В центре Грозного недавно заработал фонтан. Не ахти, конечно, но зато теперь все телерепортажи о “восстановлении мирной жизни в Чечне” начинаются с благостной картинки: задорная грозненская молодежь и умиленные мамашки с детьми весело плещутся в серебристых струях. И все так чинно, благородно...
Никто, конечно, не знает, что “аккредитованные” телевизионщики (т.е. подконтрольные власти) всегда выбирают один и тот же — выгодный — ракурс: струи у них обычно бьют на фоне новенького здания мэрии, а не развалин времен войны, что с противоположной стороны. И автоматчики, охраняющие фонтан, тоже остаются за “мирным” кадром. Как, впрочем, и многое другое.
О том, что обстановка в Чечне сейчас сложилась такая, что хуже некуда, говорят только сами местные жители — между собой. Они уверены, что и после выборов в их республике ничего не изменится — слишком все запущено. Значит — и дальше жить в постоянном страхе. Не только им. Всем нам. Уже пережившим взрывы жилых домов, “Норд-Ост”, теракт в метро...
Спецкор “МК”, побывав накануне выборов в Чечне, убедился, что “восстановление мирной жизни” здесь — не более чем миф.
Граница Ингушетии и Чечни видна сразу — мощный блокпост с развевающимся российским триколором, бетонной “змейкой” и двойным кордоном автоматчиков. Каждую машину солдаты проверяют “с пристрастием”.

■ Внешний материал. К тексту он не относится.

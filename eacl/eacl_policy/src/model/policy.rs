//! Policy model.
//!
//! A provider hands out a heterogeneous list of policies. Each kind reports
//! whether it carries access control entries through
//! [`Policy::access_control_entries`], so the extractor never has to know
//! which kinds exist.

use eacl_core::{Principal, Privilege};
use serde::{Deserialize, Serialize};
use std::fmt;

/// An access control entry as stored in a policy.
///
/// One stored entry may name several privileges; it is flattened into one
/// [`AccessControlEntry`](super::AccessControlEntry) per privilege.
#[derive(Debug, Clone, PartialEq, Eq, Serialize, Deserialize)]
pub struct PolicyEntry {
    /// The principal the entry applies to.
    pub principal: Principal,

    /// The privileges granted or denied.
    pub privileges: Vec<Privilege>,

    /// `true` for an allow entry, `false` for a deny entry.
    pub allow: bool,
}

impl PolicyEntry {
    /// Create an allow entry.
    pub fn granting<I, P>(principal: impl Into<Principal>, privileges: I) -> Self
    where
        I: IntoIterator<Item = P>,
        P: Into<Privilege>,
    {
        Self {
            principal: principal.into(),
            privileges: privileges.into_iter().map(Into::into).collect(),
            allow: true,
        }
    }

    /// Create a deny entry.
    pub fn denying<I, P>(principal: impl Into<Principal>, privileges: I) -> Self
    where
        I: IntoIterator<Item = P>,
        P: Into<Privilege>,
    {
        Self {
            allow: false,
            ..Self::granting(principal, privileges)
        }
    }
}

/// A policy in force at a resource.
#[derive(Debug, Clone, PartialEq, Eq, Serialize, Deserialize)]
#[serde(tag = "type", rename_all = "snake_case")]
pub enum Policy {
    /// An ordered access control list.
    AccessControlList {
        /// The entries, highest precedence first.
        #[serde(default)]
        entries: Vec<PolicyEntry>,
    },

    /// A path-based restriction policy. Never contributes entries.
    Restriction {
        /// The name of the restriction.
        name: String,

        /// The paths the restriction applies to.
        #[serde(default)]
        paths: Vec<String>,
    },

    /// Any other kind of policy. Its contents are ignored.
    #[serde(other)]
    Unsupported,
}

impl Policy {
    /// Create an access control list policy.
    pub fn acl(entries: Vec<PolicyEntry>) -> Self {
        Self::AccessControlList { entries }
    }

    /// Create a restriction policy.
    pub fn restriction(name: impl Into<String>, paths: Vec<String>) -> Self {
        Self::Restriction {
            name: name.into(),
            paths,
        }
    }

    /// A short name for the kind of this policy.
    pub fn kind(&self) -> &'static str {
        match self {
            Self::AccessControlList { .. } => "access_control_list",
            Self::Restriction { .. } => "restriction",
            Self::Unsupported => "unsupported",
        }
    }

    /// The access control entries of this policy, or `None` if the policy
    /// is not shaped like an access control list.
    pub fn access_control_entries(&self) -> Option<&[PolicyEntry]> {
        match self {
            Self::AccessControlList { entries } => Some(entries.as_slice()),
            Self::Restriction { .. } | Self::Unsupported => None,
        }
    }
}

impl fmt::Display for Policy {
    fn fmt(&self, f: &mut fmt::Formatter<'_>) -> fmt::Result {
        match self {
            Self::AccessControlList { entries } => {
                write!(f, "Access control list ({} entries)", entries.len())
            }
            Self::Restriction { name, .. } => write!(f, "Restriction '{}'", name),
            Self::Unsupported => write!(f, "Unsupported policy"),
        }
    }
}

#[cfg(test)]
mod tests {
    use super::*;

    #[test]
    fn test_only_acl_exposes_entries() {
        let acl = Policy::acl(vec![PolicyEntry::granting("alice", ["jcr:read"])]);
        let restriction = Policy::restriction("rep:glob", vec!["/content".to_string()]);

        assert_eq!(acl.access_control_entries().map(<[_]>::len), Some(1));
        assert!(restriction.access_control_entries().is_none());
    }

    #[test]
    fn test_policy_json_shape() {
        let json = r#"[
            {"type": "access_control_list", "entries": [
                {"principal": "alice", "privileges": ["jcr:read", "jcr:write"], "allow": true},
                {"principal": "everyone", "privileges": ["jcr:read"], "allow": false}
            ]},
            {"type": "restriction", "name": "glob", "paths": ["/a"]}
        ]"#;

        let policies: Vec<Policy> = serde_json::from_str(json).unwrap();
        assert_eq!(policies.len(), 2);
        assert_eq!(policies[0].kind(), "access_control_list");
        assert_eq!(policies[1].kind(), "restriction");

        let entries = policies[0].access_control_entries().unwrap();
        assert_eq!(
            entries[0],
            PolicyEntry::granting("alice", ["jcr:read", "jcr:write"])
        );
        assert_eq!(entries[1], PolicyEntry::denying("everyone", ["jcr:read"]));
    }

    #[test]
    fn test_unknown_kind_is_unsupported() {
        let policy: Policy =
            serde_json::from_str(r#"{"type": "principal_set_policy", "principals": ["alice"]}"#)
                .unwrap();

        assert_eq!(policy, Policy::Unsupported);
        assert_eq!(policy.kind(), "unsupported");
        assert!(policy.access_control_entries().is_none());
    }
}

Наш водитель показывает какой-то серьезный документ, и нас пропускают без досмотра (машина, на которой я перемещалась, принадлежит МВД Чечни). Невольно думается, что такие “бумажки” наверняка есть и у боевиков — хошь оружие провози, хошь гранаты...
Сразу за блокпостом — бесхозный дом с табличкой “ПРАДАЕЦА”. Желающих купить, наверное, негусто.
— Да вы что, откуда у людей деньги? — смеется мой сопровождающий.
— Ну компенсации же вам выплачивают?
— Это вы телевизор, что ли, насмотрелись? — ответил он вопросом на вопрос. — Тогда приготовьтесь к ба-а-альшим разочаровниям.
В блокнот я и вправду кратко выписала тезисы “с экрана”, на которые планировала обратить особое внимание (далее в тексте они выделены жирным шрифтом). Разочарования и вправду не заставили себя ждать.
Разочарование 1
“В ходе предвыборной кампании в Чечне нарушений избирательного законодательства не зарегистрировано”.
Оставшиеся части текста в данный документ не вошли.